───── Material for this exercise ─────
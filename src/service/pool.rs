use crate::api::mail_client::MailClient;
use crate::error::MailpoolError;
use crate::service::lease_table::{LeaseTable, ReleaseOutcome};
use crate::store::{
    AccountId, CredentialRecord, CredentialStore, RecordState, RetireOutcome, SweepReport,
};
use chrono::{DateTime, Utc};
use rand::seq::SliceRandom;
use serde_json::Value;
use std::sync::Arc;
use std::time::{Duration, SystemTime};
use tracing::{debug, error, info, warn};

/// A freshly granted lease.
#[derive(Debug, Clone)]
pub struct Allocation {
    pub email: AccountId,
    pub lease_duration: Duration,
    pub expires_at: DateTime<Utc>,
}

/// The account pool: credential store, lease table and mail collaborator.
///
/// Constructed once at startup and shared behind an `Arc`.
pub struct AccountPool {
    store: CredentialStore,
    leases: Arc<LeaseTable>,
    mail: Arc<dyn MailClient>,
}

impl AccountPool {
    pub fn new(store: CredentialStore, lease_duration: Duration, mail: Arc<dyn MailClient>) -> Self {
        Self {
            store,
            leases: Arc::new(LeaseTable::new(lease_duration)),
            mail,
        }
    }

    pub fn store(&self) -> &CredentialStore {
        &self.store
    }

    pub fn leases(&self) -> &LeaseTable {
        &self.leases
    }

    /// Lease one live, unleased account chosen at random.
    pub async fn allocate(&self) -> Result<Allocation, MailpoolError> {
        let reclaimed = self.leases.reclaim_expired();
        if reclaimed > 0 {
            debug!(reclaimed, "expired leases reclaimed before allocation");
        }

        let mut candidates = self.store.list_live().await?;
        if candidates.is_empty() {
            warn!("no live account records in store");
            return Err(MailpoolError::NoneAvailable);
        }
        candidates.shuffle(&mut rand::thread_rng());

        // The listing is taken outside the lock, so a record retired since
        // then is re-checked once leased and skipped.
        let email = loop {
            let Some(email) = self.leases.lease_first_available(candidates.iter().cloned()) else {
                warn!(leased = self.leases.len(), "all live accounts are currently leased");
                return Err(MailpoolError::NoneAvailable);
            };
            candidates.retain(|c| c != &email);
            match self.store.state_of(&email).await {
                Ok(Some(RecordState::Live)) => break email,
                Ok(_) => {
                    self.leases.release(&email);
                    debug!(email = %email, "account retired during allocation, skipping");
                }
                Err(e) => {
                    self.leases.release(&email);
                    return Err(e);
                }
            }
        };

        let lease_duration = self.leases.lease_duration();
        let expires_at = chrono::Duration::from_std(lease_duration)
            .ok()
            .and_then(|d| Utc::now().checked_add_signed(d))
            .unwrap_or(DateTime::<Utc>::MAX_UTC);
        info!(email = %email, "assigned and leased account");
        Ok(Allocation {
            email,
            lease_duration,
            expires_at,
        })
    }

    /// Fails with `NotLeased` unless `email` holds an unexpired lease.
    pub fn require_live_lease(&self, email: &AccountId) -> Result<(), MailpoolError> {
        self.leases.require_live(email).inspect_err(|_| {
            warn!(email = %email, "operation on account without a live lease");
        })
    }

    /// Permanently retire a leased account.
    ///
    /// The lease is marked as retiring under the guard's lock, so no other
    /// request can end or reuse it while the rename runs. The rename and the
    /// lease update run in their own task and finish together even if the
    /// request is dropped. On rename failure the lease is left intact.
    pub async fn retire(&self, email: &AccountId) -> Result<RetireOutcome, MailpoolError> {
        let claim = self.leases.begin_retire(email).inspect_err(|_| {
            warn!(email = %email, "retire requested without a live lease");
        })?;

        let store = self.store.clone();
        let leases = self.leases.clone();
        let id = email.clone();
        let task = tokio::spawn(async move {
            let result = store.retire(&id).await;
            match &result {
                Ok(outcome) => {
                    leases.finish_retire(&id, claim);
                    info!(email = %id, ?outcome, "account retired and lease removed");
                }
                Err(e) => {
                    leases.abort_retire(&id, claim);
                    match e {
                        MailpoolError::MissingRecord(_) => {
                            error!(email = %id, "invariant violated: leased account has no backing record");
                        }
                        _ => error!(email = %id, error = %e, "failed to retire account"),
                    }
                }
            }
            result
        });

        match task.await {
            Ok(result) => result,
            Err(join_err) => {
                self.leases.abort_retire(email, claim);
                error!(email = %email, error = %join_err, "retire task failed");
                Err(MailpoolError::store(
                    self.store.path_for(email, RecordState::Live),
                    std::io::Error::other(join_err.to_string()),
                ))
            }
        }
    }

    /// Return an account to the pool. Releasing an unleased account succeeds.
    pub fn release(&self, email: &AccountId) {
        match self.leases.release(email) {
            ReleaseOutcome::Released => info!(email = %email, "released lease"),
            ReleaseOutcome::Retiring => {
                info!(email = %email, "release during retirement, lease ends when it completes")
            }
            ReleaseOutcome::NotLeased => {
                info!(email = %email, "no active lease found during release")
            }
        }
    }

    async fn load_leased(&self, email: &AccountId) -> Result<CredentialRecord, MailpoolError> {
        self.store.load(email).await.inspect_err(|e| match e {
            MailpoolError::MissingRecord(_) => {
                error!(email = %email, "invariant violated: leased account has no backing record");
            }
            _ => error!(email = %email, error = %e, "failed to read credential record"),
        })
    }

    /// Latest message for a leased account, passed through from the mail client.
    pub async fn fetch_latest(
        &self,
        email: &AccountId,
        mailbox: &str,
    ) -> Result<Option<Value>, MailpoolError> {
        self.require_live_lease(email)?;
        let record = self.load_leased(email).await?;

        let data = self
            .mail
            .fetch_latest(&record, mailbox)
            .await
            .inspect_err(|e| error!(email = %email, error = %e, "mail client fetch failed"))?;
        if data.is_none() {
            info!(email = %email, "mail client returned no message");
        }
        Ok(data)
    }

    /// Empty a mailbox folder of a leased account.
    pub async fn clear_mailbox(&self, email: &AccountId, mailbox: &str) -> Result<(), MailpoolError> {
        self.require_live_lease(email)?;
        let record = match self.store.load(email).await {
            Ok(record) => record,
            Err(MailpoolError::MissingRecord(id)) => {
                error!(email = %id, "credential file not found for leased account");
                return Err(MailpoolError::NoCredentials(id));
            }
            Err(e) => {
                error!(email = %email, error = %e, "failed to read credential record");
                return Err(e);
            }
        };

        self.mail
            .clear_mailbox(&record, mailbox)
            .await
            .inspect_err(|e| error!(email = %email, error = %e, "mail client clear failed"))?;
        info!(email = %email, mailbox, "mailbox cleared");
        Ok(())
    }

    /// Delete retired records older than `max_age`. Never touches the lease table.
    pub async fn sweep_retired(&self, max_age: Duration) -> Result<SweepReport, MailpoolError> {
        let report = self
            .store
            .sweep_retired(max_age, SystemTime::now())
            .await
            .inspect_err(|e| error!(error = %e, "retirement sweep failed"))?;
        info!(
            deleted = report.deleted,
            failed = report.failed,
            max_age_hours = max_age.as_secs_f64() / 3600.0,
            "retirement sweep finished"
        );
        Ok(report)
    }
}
─────
### Your objective
Faithfully copy every entry, leaving nothing out.

### Finished task
filename src/service/pool.rs
use crate::api::mail_client::MailClient;
use crate::error::MailpoolError;
use crate::service::lease_table::{LeaseTable, ReleaseOutcome};
use crate::store::{
    AccountId, CredentialRecord, CredentialStore, RecordState, RetireOutcome, SweepReport,
};
use chrono::{DateTime, Utc};
use rand::seq::SliceRandom;
use serde_json::Value;
use std::sync::Arc;
use std::time::{Duration, SystemTime};
use tracing::{debug, error, info, warn};

/// A freshly granted lease.
#[derive(Debug, Clone)]
pub struct Allocation {
    pub email: AccountId,
    pub lease_duration: Duration,
    pub expires_at: DateTime<Utc>,
}

/// The account pool: credential store, lease table and mail collaborator.
///
/// Constructed once at startup and shared behind an `Arc`.
pub struct AccountPool {
    store: CredentialStore,
    leases: Arc<LeaseTable>,
    mail: Arc<dyn MailClient>,
}

impl AccountPool {
    pub fn new(store: CredentialStore, lease_duration: Duration, mail: Arc<dyn MailClient>) -> Self {
        Self {
            store,
            leases: Arc::new(LeaseTable::new(lease_duration)),
            mail,
        }
    }

    pub fn store(&self) -> &CredentialStore {
        &self.store
    }

    pub fn leases(&self) -> &LeaseTable {
        &self.leases
    }

    /// Lease one live, unleased account chosen at random.
    pub async fn allocate(&self) -> Result<Allocation, MailpoolError> {
        let reclaimed = self.leases.reclaim_expired();
        if reclaimed > 0 {
            debug!(reclaimed, "expired leases reclaimed before allocation");
        }

        let mut candidates = self.store.list_live().await?;
        if candidates.is_empty() {
            warn!("no live account records in store");
            return Err(MailpoolError::NoneAvailable);
        }
        candidates.shuffle(&mut rand::thread_rng());

        // The listing is taken outside the lock, so a record retired since
        // then is re-checked once leased and skipped.
        let email = loop {
            let Some(email) = self.leases.lease_first_available(candidates.iter().cloned()) else {
                warn!(leased = self.leases.len(), "all live accounts are currently leased");
                return Err(MailpoolError::NoneAvailable);
            };
            candidates.retain(|c| c != &email);
            match self.store.state_of(&email).await {
                Ok(Some(RecordState::Live)) => break email,
                Ok(_) => {
                    self.leases.release(&email);
                    debug!(email = %email, "account retired during allocation, skipping");
                }
                Err(e) => {
                    self.leases.release(&email);
                    return Err(e);
                }
            }
        };

        let lease_duration = self.leases.lease_duration();
        let expires_at = chrono::Duration::from_std(lease_duration)
            .ok()
            .and_then(|d| Utc::now().checked_add_signed(d))
            .unwrap_or(DateTime::<Utc>::MAX_UTC);
        info!(email = %email, "assigned and leased account");
        Ok(Allocation {
            email,
            lease_duration,
            expires_at,
        })
    }

    /// Fails with `NotLeased` unless `email` holds an unexpired lease.
    pub fn require_live_lease(&self, email: &AccountId) -> Result<(), MailpoolError> {
        self.leases.require_live(email).inspect_err(|_| {
            warn!(email = %email, "operation on account without a live lease");
        })
    }

    /// Permanently retire a leased account.
    ///
    /// The lease is marked as retiring under the guard's lock, so no other
    /// request can end or reuse it while the rename runs. The rename and the
    /// lease update run in their own task and finish together even if the
    /// request is dropped. On rename failure the lease is left intact.
    pub async fn retire(&self, email: &AccountId) -> Result<RetireOutcome, MailpoolError> {
        let claim = self.leases.begin_retire(email).inspect_err(|_| {
            warn!(email = %email, "retire requested without a live lease");
        })?;

        let store = self.store.clone();
        let leases = self.leases.clone();
        let id = email.clone();
        let task = tokio::spawn(async move {
            let result = store.retire(&id).await;
            match &result {
                Ok(outcome) => {
                    leases.finish_retire(&id, claim);
                    info!(email = %id, ?outcome, "account retired and lease removed");
                }
                Err(e) => {
                    leases.abort_retire(&id, claim);
                    match e {
                        MailpoolError::MissingRecord(_) => {
                            error!(email = %id, "invariant violated: leased account has no backing record");
                        }
                        _ => error!(email = %id, error = %e, "failed to retire account"),
                    }
                }
            }
            result
        });

        match task.await {
            Ok(result) => result,
            Err(join_err) => {
                self.leases.abort_retire(email, claim);
                error!(email = %email, error = %join_err, "retire task failed");
                Err(MailpoolError::store(
                    self.store.path_for(email, RecordState::Live),
                    std::io::Error::other(join_err.to_string()),
                ))
            }
        }
    }

    /// Return an account to the pool. Releasing an unleased account succeeds.
    pub fn release(&self, email: &AccountId) {
        match self.leases.release(email) {
            ReleaseOutcome::Released => info!(email = %email, "released lease"),
            ReleaseOutcome::Retiring => {
                info!(email = %email, "release during retirement, lease ends when it completes")
            }
            ReleaseOutcome::NotLeased => {
                info!(email = %email, "no active lease found during release")
            }
        }
    }

    async fn load_leased(&self, email: &AccountId) -> Result<CredentialRecord, MailpoolError> {
        self.store.load(email).await.inspect_err(|e| match e {
            MailpoolError::MissingRecord(_) => {
                error!(email = %email, "invariant violated: leased account has no backing record");
            }
            _ => error!(email = %email, error = %e, "failed to read credential record"),
        })
    }

    /// Latest message for a leased account, passed through from the mail client.
    pub async fn fetch_latest(
        &self,
        email: &AccountId,
        mailbox: &str,
    ) -> Result<Option<Value>, MailpoolError> {
        self.require_live_lease(email)?;
        let record = self.load_leased(email).await?;

        let data = self
            .mail
            .fetch_latest(&record, mailbox)
            .await
            .inspect_err(|e| error!(email = %email, error = %e, "mail client fetch failed"))?;
        if data.is_none() {
            info!(email = %email, "mail client returned no message");
        }
        Ok(data)
    }

    /// Empty a mailbox folder of a leased account.
    pub async fn clear_mailbox(&self, email: &AccountId, mailbox: &str) -> Result<(), MailpoolError> {
        self.require_live_lease(email)?;
        let record = match self.store.load(email).await {
            Ok(record) => record,
            Err(MailpoolError::MissingRecord(id)) => {
                error!(email = %id, "credential file not found for leased account");
                return Err(MailpoolError::NoCredentials(id));
            }
            Err(e) => {
                error!(email = %email, error = %e, "failed to read credential record");
                return Err(e);
            }
        };

        self.mail
            .clear_mailbox(&record, mailbox)
            .await
            .inspect_err(|e| error!(email = %email, error = %e, "mail client clear failed"))?;
        info!(email = %email, mailbox, "mailbox cleared");
        Ok(())
    }

    /// Delete retired records older than `max_age`. Never touches the lease table.
    pub async fn sweep_retired(&self, max_age: Duration) -> Result<SweepReport, MailpoolError> {
        let report = self
            .store
            .sweep_retired(max_age, SystemTime::now())
            .await
            .inspect_err(|e| error!(error = %e, "retirement sweep failed"))?;
        info!(
            deleted = report.deleted,
            failed = report.failed,
            max_age_hours = max_age.as_secs_f64() / 3600.0,
            "retirement sweep finished"
        );
        Ok(report)
    }
}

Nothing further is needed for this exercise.